[[ Source information, beginning ]]

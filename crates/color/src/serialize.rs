//! Serialization of numbers and resolved colors.
//!
//! <https://drafts.csswg.org/cssom/#serializing-css-values>

use crate::{
    space::ColorSpace,
    tuple::{Channel, ColorTuple},
};

const SIGNIFICANT_DIGITS: i32 = 6;
const MAX_DECIMALS: i32 = 6;

/// Format a number with up to six significant digits (and at most six decimals),
/// without trailing zeros.
#[must_use]
pub fn format_number(n: f64) -> String {
    if n.is_nan() {
        return "NaN".to_string();
    }

    if n.is_infinite() {
        let formatted = if n.is_sign_positive() {
            "Infinity"
        } else {
            "-Infinity"
        };
        return formatted.to_string();
    }

    if n == 0. {
        return "0".to_string();
    }

    let magnitude = n.abs().log10().floor() as i32;
    let decimals = (SIGNIFICANT_DIGITS - 1 - magnitude).clamp(0, MAX_DECIMALS) as usize;

    let mut formatted = format!("{n:.decimals$}");
    if formatted.contains('.') {
        let trimmed_length = formatted.trim_end_matches('0').trim_end_matches('.').len();
        formatted.truncate(trimmed_length);
    }

    if formatted == "-0" {
        formatted.remove(0);
    }

    formatted
}

/// Alpha of a legacy color, rounded so that it survives a round trip through 8 bits
///
/// <https://drafts.csswg.org/css-color-4/#serializing-alpha-values>
#[must_use]
pub fn format_legacy_alpha(alpha: f64) -> String {
    let integer = (alpha.clamp(0., 1.) * 255.).round();

    let two_decimals = (integer / 255. * 100.).round() / 100.;
    if (two_decimals * 255.).round() == integer {
        format_number(two_decimals)
    } else {
        format_number((integer / 255. * 1000.).round() / 1000.)
    }
}

fn format_channel(channel: Channel) -> String {
    match channel {
        Channel::Number(n) => format_number(n),
        Channel::None => "none".to_string(),
    }
}

fn format_modern_alpha(alpha: Channel) -> String {
    match alpha {
        Channel::Number(alpha) if alpha >= 1. => String::new(),
        Channel::Number(alpha) => format!(" / {}", format_number(alpha.max(0.))),
        Channel::None => " / none".to_string(),
    }
}

/// `rgb(r, g, b)` or `rgba(r, g, b, a)`
#[must_use]
pub fn serialize_legacy_rgb(color: &ColorTuple) -> String {
    let color = color.to_space(ColorSpace::Rgb).to_concrete().to_finite();
    let [red, green, blue] = color
        .values()
        .map(|c| format_number(c.clamp(0., 255.).round()));
    let alpha = format_legacy_alpha(color.alpha.value_or_zero());

    if alpha == "1" {
        format!("rgb({red}, {green}, {blue})")
    } else {
        format!("rgba({red}, {green}, {blue}, {alpha})")
    }
}

/// Serialize a color the way its space is written in CSS.
///
/// `NaN` channels are written as zero and infinite channels as the largest finite numbers.
#[must_use]
pub fn serialize_color(color: &ColorTuple) -> String {
    let color = &color.to_finite();
    let [c1, c2, c3] = color.channels.map(format_channel);
    let alpha = format_modern_alpha(color.alpha);

    match color.space {
        ColorSpace::Rgb | ColorSpace::Hsl | ColorSpace::Hwb => serialize_legacy_rgb(color),
        ColorSpace::Lab | ColorSpace::Lch | ColorSpace::Oklab | ColorSpace::Oklch => {
            format!("{}({c1} {c2} {c3}{alpha})", color.space.name())
        },
        space => format!("color({} {c1} {c2} {c3}{alpha})", space.name()),
    }
}

/// `#rrggbb` or `#rrggbbaa`
#[must_use]
pub fn serialize_hex(color: &ColorTuple, always_include_alpha: bool) -> String {
    let color = color.to_space(ColorSpace::Rgb).to_concrete().to_finite();
    let [red, green, blue] = color.values().map(|c| c.clamp(0., 255.).round() as u8);
    let alpha = color.alpha.value_or_zero().clamp(0., 1.);

    let mut hex = format!("#{red:02x}{green:02x}{blue:02x}");
    if always_include_alpha || alpha != 1. {
        hex.push_str(&format!("{:02x}", (alpha * 255.).round() as u8));
    }
    hex
}
//! `var()` substitution.
//!
//! <https://drafts.csswg.org/css-variables/#using-variables>

use crate::{
    options::{Lookup, Options},
    syntax::{ParseError, Parser, Token, Tokenizer, MAX_BLOCK_DEPTH},
};

/// Upper bound for the size of a value after substitution, counted in tokens
/// and `var()` references
const MAX_SUBSTITUTION_SIZE: usize = 1 << 16;

/// Tokenize a value and replace every `var()` reference in it.
///
/// Fails if a referenced property is undefined and has no fallback, if
/// properties refer to each other in a cycle or if the value grows too large.
pub fn parse_value(value: &str, options: &Options) -> Result<Parser, ParseError> {
    let tokens: Vec<Token> = Tokenizer::new(value).collect();

    if !tokens.iter().any(|token| token.is_function("var")) {
        return Ok(Parser::from_tokens(tokens));
    }

    let mut substitution = Substitution {
        lookup: &options.custom_property,
        in_progress: vec![],
        depth: 0,
        size: 0,
    };
    let substituted = substitution.substitute(tokens)?;
    Ok(Parser::from_tokens(substituted))
}

struct Substitution<'a> {
    lookup: &'a Lookup<String>,

    /// Names of the properties that are currently being expanded, innermost last
    in_progress: Vec<String>,

    /// Number of `var()` functions that are currently being expanded
    depth: usize,
    size: usize,
}

impl Substitution<'_> {
    fn grow(&mut self) -> Result<(), ParseError> {
        self.size += 1;
        if self.size > MAX_SUBSTITUTION_SIZE {
            log::debug!("Value exceeds {MAX_SUBSTITUTION_SIZE} tokens after var() substitution");
            return Err(ParseError);
        }
        Ok(())
    }

    fn substitute(&mut self, tokens: Vec<Token>) -> Result<Vec<Token>, ParseError> {
        let mut parser = Parser::from_tokens(tokens);
        let mut substituted = vec![];

        while let Some(token) = parser.next_token() {
            self.grow()?;

            if !token.is_function("var") {
                substituted.push(token);
                continue;
            }

            let arguments = parser.consume_block()?;
            substituted.extend(self.substitute_reference(arguments)?);
        }

        Ok(substituted)
    }

    /// Resolve the arguments of a single `var()` function
    fn substitute_reference(&mut self, arguments: Vec<Token>) -> Result<Vec<Token>, ParseError> {
        let mut parser = Parser::from_tokens(arguments);

        let name = parser.expect_identifier()?;
        if !name.starts_with("--") {
            return Err(ParseError);
        }

        let fallback = if parser.is_exhausted() {
            None
        } else {
            parser.expect_token(Token::Comma)?;
            Some(parser.remaining_tokens())
        };

        if self.in_progress.contains(&name) {
            log::debug!("Custom property {name} depends on itself");
            return Err(ParseError);
        }

        if self.depth >= MAX_BLOCK_DEPTH {
            log::debug!("var() references are nested too deeply");
            return Err(ParseError);
        }

        // An empty value or the initial value make the reference invalid, so the fallback is used
        let value = self.lookup.get(&name).filter(|value| {
            let value = value.trim();
            !value.is_empty() && !value.eq_ignore_ascii_case("initial")
        });

        self.depth += 1;
        let result = match (value, fallback) {
            (Some(value), _) => {
                self.in_progress.push(name);
                let result = self.substitute(Tokenizer::new(&value).collect());
                self.in_progress.pop();
                result
            },
            (None, Some(fallback)) => self.substitute(fallback),
            (None, None) => {
                log::debug!("Custom property {name} is not defined");
                Err(ParseError)
            },
        };
        self.depth -= 1;
        result
    }
}

#[cfg(test)]
mod tests {
    use super::parse_value;
    use crate::{
        options::{Lookup, Options},
        syntax::ParseError,
    };

    fn options(properties: &[(&str, &str)]) -> Options {
        Options {
            custom_property: properties
                .iter()
                .map(|(name, value)| (name.to_string(), value.to_string()))
                .collect(),
            ..Options::default()
        }
    }

    fn substituted(value: &str, options: &Options) -> Result<String, ParseError> {
        let mut parser = parse_value(value, options)?;
        Ok(parser
            .remaining_tokens()
            .iter()
            .map(ToString::to_string)
            .collect())
    }

    #[test]
    fn simple_reference() {
        let options = options(&[("--red", "255"), ("--color", "rgb(var(--red) 0 0)")]);
        assert_eq!(
            substituted("var(--color)", &options).as_deref(),
            Ok("rgb(255 0 0)")
        );
    }

    #[test]
    fn fallback() {
        let options = options(&[("--empty", " "), ("--initial", "initial")]);
        assert_eq!(
            substituted("var(--missing, red)", &options).as_deref(),
            Ok(" red")
        );
        assert_eq!(
            substituted("var(--empty,blue)", &options).as_deref(),
            Ok("blue")
        );
        assert_eq!(
            substituted("var(--initial, var(--missing, green))", &options).as_deref(),
            Ok(" green")
        );
        assert_eq!(substituted("var(--missing)", &options), Err(ParseError));
    }

    #[test]
    fn cycles_are_rejected() {
        let options = options(&[("--a", "var(--b)"), ("--b", "var(--a)")]);
        assert_eq!(substituted("var(--a)", &options), Err(ParseError));
    }

    #[test]
    fn expansion_is_bounded() {
        // Every level doubles the size of the value
        let mut properties: Vec<(String, String)> = (0..30)
            .map(|level| {
                let next = level + 1;
                (format!("--p{level}"), format!("var(--p{next}) var(--p{next})"))
            })
            .collect();
        properties.push(("--p30".to_string(), "1".to_string()));

        let options = Options {
            custom_property: properties.into_iter().collect(),
            ..Options::default()
        };

        assert_eq!(
            substituted("var(--p27)", &options).as_deref(),
            Ok("1 1 1 1 1 1 1 1")
        );
        assert_eq!(substituted("var(--p0)", &options), Err(ParseError));
    }

    #[test]
    fn nested_fallbacks_are_bounded() {
        let options = Options::default();
        let nested = |depth: usize| "var(--missing, ".repeat(depth) + "red" + &")".repeat(depth);

        assert_eq!(substituted(&nested(10), &options).as_deref(), Ok(" red"));
        assert_eq!(substituted(&nested(1000), &options), Err(ParseError));
    }

    #[test]
    fn callback_lookup() {
        let options = Options {
            custom_property: Lookup::from_fn(|name| {
                (name == "--accent").then(|| "#ff0000".to_string())
            }),
            ..Options::default()
        };
        assert_eq!(
            substituted("var(--accent)", &options).as_deref(),
            Ok("#ff0000")
        );
    }

    #[test]
    fn names_must_be_custom_properties() {
        assert_eq!(
            substituted("var(color)", &Options::default()),
            Err(ParseError)
        );
    }
}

[[ Source information, end ]]

(Brief): What is needed is every line of the records above that contains the word "ColorTuple".

(Answer box):
    tuple::{Channel, ColorTuple},
pub fn serialize_legacy_rgb(color: &ColorTuple) -> String {
pub fn serialize_color(color: &ColorTuple) -> String {
pub fn serialize_hex(color: &ColorTuple, always_include_alpha: bool) -> String {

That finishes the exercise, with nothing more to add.